(What needs to be done): For each line in the data below that has the word "output", copy that line.

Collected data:
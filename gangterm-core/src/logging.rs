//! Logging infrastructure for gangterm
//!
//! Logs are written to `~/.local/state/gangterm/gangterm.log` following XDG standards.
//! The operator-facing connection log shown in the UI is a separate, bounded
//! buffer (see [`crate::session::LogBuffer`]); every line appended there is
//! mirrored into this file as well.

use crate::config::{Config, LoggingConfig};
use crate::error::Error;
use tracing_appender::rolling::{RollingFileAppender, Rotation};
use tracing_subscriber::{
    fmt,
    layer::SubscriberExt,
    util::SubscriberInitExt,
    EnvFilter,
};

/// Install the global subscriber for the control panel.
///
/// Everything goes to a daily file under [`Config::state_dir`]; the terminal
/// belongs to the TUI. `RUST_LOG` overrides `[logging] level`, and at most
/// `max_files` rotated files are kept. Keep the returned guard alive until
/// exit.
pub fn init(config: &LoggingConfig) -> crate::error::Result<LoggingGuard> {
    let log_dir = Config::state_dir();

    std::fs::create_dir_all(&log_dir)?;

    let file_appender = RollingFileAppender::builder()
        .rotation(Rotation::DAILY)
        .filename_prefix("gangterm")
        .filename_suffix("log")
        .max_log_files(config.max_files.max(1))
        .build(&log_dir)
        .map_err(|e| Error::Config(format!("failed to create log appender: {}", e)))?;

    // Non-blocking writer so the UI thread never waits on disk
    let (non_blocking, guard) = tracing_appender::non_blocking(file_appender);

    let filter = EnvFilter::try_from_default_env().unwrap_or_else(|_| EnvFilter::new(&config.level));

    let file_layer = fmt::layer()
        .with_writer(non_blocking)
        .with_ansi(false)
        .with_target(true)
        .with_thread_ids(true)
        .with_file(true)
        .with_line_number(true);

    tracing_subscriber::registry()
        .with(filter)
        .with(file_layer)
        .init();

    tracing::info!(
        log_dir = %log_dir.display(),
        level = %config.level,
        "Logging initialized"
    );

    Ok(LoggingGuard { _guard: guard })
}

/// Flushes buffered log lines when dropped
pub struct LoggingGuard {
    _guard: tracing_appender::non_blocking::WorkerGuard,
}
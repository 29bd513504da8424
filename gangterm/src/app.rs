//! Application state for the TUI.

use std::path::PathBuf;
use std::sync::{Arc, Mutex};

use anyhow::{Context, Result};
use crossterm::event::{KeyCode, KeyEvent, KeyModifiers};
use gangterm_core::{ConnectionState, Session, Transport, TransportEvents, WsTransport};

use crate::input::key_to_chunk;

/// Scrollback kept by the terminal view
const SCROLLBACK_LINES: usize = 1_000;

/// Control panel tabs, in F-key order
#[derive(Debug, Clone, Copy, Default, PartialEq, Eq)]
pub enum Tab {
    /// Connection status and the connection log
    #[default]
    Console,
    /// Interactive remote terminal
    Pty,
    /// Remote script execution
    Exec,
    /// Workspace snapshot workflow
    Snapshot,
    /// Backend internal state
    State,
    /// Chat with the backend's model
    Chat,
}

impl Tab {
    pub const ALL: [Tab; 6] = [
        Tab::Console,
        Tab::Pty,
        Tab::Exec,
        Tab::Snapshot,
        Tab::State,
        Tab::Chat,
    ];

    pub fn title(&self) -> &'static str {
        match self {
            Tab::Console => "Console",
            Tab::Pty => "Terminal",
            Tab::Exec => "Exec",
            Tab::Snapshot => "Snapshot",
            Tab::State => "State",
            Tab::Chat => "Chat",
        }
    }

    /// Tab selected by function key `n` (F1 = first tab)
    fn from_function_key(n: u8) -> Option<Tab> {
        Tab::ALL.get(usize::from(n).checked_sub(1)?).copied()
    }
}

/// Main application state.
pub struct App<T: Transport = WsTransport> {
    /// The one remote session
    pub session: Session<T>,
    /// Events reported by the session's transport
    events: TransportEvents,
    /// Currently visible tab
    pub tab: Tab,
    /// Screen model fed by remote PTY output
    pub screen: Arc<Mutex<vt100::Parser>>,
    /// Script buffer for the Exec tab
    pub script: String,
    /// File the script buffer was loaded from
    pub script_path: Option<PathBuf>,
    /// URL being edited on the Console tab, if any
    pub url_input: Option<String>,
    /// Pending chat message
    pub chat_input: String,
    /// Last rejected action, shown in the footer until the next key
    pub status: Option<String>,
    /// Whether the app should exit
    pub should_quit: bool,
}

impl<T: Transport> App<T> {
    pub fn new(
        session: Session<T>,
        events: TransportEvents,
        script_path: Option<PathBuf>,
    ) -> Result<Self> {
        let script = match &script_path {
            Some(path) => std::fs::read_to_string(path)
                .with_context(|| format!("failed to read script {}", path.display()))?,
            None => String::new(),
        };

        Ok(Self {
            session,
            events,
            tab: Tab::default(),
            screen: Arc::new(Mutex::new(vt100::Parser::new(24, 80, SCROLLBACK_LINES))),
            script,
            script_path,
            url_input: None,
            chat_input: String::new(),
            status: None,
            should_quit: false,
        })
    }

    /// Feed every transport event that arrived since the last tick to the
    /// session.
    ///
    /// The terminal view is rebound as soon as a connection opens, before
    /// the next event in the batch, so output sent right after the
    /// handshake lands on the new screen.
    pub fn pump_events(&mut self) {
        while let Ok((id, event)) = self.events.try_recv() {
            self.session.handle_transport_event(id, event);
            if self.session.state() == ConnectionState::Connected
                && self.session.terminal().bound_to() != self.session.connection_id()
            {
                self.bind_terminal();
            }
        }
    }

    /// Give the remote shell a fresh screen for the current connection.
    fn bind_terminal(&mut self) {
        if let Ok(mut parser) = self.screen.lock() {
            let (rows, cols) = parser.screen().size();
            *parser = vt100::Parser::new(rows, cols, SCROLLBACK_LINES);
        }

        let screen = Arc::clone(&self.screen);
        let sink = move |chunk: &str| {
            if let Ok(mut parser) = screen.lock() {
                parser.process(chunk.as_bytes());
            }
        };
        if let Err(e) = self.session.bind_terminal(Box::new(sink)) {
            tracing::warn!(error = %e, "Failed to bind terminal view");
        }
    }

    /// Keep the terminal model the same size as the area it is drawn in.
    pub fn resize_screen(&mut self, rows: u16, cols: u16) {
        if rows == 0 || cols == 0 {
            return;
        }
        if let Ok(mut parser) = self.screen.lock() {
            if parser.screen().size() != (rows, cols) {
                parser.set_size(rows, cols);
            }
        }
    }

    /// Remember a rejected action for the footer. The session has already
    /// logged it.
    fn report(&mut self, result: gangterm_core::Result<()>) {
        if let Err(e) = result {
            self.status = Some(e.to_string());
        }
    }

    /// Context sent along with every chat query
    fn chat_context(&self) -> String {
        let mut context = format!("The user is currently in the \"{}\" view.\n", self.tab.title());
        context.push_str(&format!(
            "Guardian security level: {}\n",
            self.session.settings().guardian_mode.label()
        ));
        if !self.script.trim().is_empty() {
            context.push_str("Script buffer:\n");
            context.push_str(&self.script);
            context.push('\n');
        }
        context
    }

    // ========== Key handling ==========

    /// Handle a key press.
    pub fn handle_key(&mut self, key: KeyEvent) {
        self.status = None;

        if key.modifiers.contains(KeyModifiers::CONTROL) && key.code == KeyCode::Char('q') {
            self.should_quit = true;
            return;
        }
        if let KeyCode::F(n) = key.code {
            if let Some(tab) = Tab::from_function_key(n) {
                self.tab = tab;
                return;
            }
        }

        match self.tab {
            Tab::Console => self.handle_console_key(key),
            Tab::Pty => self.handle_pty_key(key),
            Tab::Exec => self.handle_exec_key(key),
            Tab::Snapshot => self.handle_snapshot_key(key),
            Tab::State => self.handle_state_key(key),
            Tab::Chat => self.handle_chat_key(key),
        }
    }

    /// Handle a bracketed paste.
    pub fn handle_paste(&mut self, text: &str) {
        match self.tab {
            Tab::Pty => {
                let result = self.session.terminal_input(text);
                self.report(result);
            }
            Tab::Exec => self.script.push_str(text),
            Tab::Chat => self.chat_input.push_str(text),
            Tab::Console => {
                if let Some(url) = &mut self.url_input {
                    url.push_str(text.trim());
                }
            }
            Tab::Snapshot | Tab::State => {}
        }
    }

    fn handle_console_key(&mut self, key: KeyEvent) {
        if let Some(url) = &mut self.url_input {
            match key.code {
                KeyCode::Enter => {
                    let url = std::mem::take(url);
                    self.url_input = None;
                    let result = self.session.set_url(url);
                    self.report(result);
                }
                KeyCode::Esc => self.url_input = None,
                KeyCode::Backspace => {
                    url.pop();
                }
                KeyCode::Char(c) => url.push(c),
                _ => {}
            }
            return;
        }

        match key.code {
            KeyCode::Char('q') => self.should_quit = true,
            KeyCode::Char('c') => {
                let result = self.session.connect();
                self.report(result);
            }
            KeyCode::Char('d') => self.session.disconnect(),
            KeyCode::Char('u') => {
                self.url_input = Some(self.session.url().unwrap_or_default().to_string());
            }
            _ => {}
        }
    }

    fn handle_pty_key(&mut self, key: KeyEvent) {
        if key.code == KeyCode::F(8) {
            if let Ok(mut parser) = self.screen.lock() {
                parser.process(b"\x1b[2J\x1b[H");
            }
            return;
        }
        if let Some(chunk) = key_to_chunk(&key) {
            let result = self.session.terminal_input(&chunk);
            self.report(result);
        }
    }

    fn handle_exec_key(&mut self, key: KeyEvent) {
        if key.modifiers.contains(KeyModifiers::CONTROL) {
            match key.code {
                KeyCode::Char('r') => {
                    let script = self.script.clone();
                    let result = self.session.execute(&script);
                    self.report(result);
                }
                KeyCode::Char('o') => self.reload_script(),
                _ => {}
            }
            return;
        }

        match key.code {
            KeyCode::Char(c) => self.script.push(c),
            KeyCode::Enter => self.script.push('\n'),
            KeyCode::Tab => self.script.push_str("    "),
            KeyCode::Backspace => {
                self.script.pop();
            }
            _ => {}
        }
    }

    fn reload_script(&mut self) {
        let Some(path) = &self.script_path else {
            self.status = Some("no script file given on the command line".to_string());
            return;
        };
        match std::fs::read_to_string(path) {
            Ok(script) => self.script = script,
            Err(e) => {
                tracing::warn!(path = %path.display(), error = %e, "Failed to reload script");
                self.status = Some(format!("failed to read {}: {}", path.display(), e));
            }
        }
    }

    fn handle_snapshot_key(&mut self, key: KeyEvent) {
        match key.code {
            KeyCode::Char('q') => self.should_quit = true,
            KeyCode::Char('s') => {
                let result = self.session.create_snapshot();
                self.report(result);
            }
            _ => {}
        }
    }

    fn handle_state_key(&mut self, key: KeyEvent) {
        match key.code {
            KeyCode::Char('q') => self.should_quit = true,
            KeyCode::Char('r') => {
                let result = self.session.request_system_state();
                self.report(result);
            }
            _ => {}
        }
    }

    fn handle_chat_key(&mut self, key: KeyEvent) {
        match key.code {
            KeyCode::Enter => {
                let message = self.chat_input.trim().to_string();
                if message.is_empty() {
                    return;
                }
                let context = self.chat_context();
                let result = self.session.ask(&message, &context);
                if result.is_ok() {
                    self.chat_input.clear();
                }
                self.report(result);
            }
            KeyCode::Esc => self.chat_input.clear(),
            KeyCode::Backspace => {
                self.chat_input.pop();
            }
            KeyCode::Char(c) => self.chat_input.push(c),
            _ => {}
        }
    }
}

(Reply):
    /// Screen model fed by remote PTY output
    /// the next event in the batch, so output sent right after the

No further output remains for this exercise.